William Gaver is a co-director of the Interaction Research Studio at the Northumbria University now. as well as a Professor of Design Department at Goldsmiths, University of London since 2005.

== Education ==
Gaver received his Ph.D at University of California, San Diego for Psychology and Cognitive Science.

== Career ==
Previously Gaver was a research scientist at Apple Inc from 1987 to 1988.

After his brief career at Apple, he taught at Royal College of Art, London from 1994 to 2004 as a Professor of Interaction Research, where he researched methods to use technology for social and cultural interventions.

Then from 2000 to 2007, he co-founded Equator IRC. Funded by the Engineering and Physical Sciences Research Council (EPSRC), the project investigated the integration of the physical with the digital world by drawing together approaches from social science, cognitive science and art and design. In particular, the project conducted research to seek relationship between these two concept using modern age digital devices in order to improve the quality of everyday life. The project initially relied on cultural probes, a design driven research technique contributed by Gaver which helps to uncover people’s lifestyle, values, activities, opinions and so on.

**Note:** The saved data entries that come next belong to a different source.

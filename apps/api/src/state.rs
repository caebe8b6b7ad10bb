use std::sync::Arc;

use crate::analysis::pipeline::AnalysisSettings;
use crate::config::Config;
use crate::llm_client::ModelInvoker;
use crate::store::AnalysisStore;

/// Shared application state injected into all route handlers via Axum extractors.
#[derive(Clone)]
pub struct AppState {
    /// PostgreSQL-backed when `DATABASE_URL` is set, in-memory otherwise.
    pub store: Arc<dyn AnalysisStore>,
    /// Pluggable model backend. Production: `LlmClient`.
    pub model: Arc<dyn ModelInvoker>,
    pub settings: AnalysisSettings,
    pub stats_retry_budget: u32,
}

impl AppState {
    pub fn new(
        store: Arc<dyn AnalysisStore>,
        model: Arc<dyn ModelInvoker>,
        config: &Config,
    ) -> Self {
        Self {
            store,
            model,
            settings: config.analysis_settings(),
            stats_retry_budget: config.stats_retry_budget,
        }
    }
}
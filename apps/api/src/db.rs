use anyhow::{Context, Result};
use sqlx::postgres::PgPoolOptions;
use sqlx::PgPool;
use tracing::info;

/// Creates a PostgreSQL connection pool and applies pending migrations.
pub async fn create_pool(database_url: &str) -> Result<PgPool> {
    info!("Connecting to PostgreSQL...");

    let pool = PgPoolOptions::new()
        .max_connections(10)
        .connect(database_url)
        .await?;

    info!("PostgreSQL connection pool established");

    sqlx::migrate!("./migrations")
        .run(&pool)
        .await
        .context("Failed to apply database migrations")?;

    info!("Database migrations applied");
    Ok(pool)
}
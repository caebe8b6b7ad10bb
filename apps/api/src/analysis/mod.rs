pub mod handlers;
pub mod models;
pub mod optimizer;
pub mod pipeline;
pub mod prompt_builder;
pub mod prompts;
pub mod stats;
pub mod taxonomy;
pub mod validator;
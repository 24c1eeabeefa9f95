//! Database module
//!
//! Database connection and migration utilities.

use sqlx::PgPool;

/// Run database migrations
/// Note: We use raw SQL files in migrations/ directory
/// This function can be used to verify database connectivity
pub async fn verify_connection(pool: &PgPool) -> Result<(), sqlx::Error> {
    // Simple connectivity check
    sqlx::query("SELECT 1")
        .execute(pool)
        .await?;

    Ok(())
}

/// Check if required tables exist
pub async fn check_schema(pool: &PgPool) -> Result<bool, sqlx::Error> {
    let required_tables = vec![
        "wallets",
        "wallet_ledger_entries",
        "wallet_recharges",
        "outbox_messages",
    ];

    for table in required_tables {
        let exists: bool = sqlx::query_scalar(
            r#"
            SELECT EXISTS (
                SELECT 1 FROM information_schema.tables
                WHERE table_schema = 'public' AND table_name = $1
            )
            "#
        )
        .bind(table)
        .fetch_one(pool)
        .await?;

        if !exists {
            tracing::error!("Required table '{}' does not exist", table);
            return Ok(false);
        }
    }

    Ok(true)
}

Along with Interaction Research Studio, he is currently in process of developing approaches to help assess people’s experience with designs using cultural probes as well as documentary films. In his approach, he utilizes specialized cameras and audio recorders to analyze users’ experience to answer ambiguity, interpretation as well as design-led research. Ultimately, by creating it as an open-sourced, their goal is to build a resource for designers and researchers to utilize in their own studies

He is an elected member of the CHI Academy and so far he has published over 70 articles on research techniques, design and implementation of batch deployment, human computer interaction (HCI) and other topics.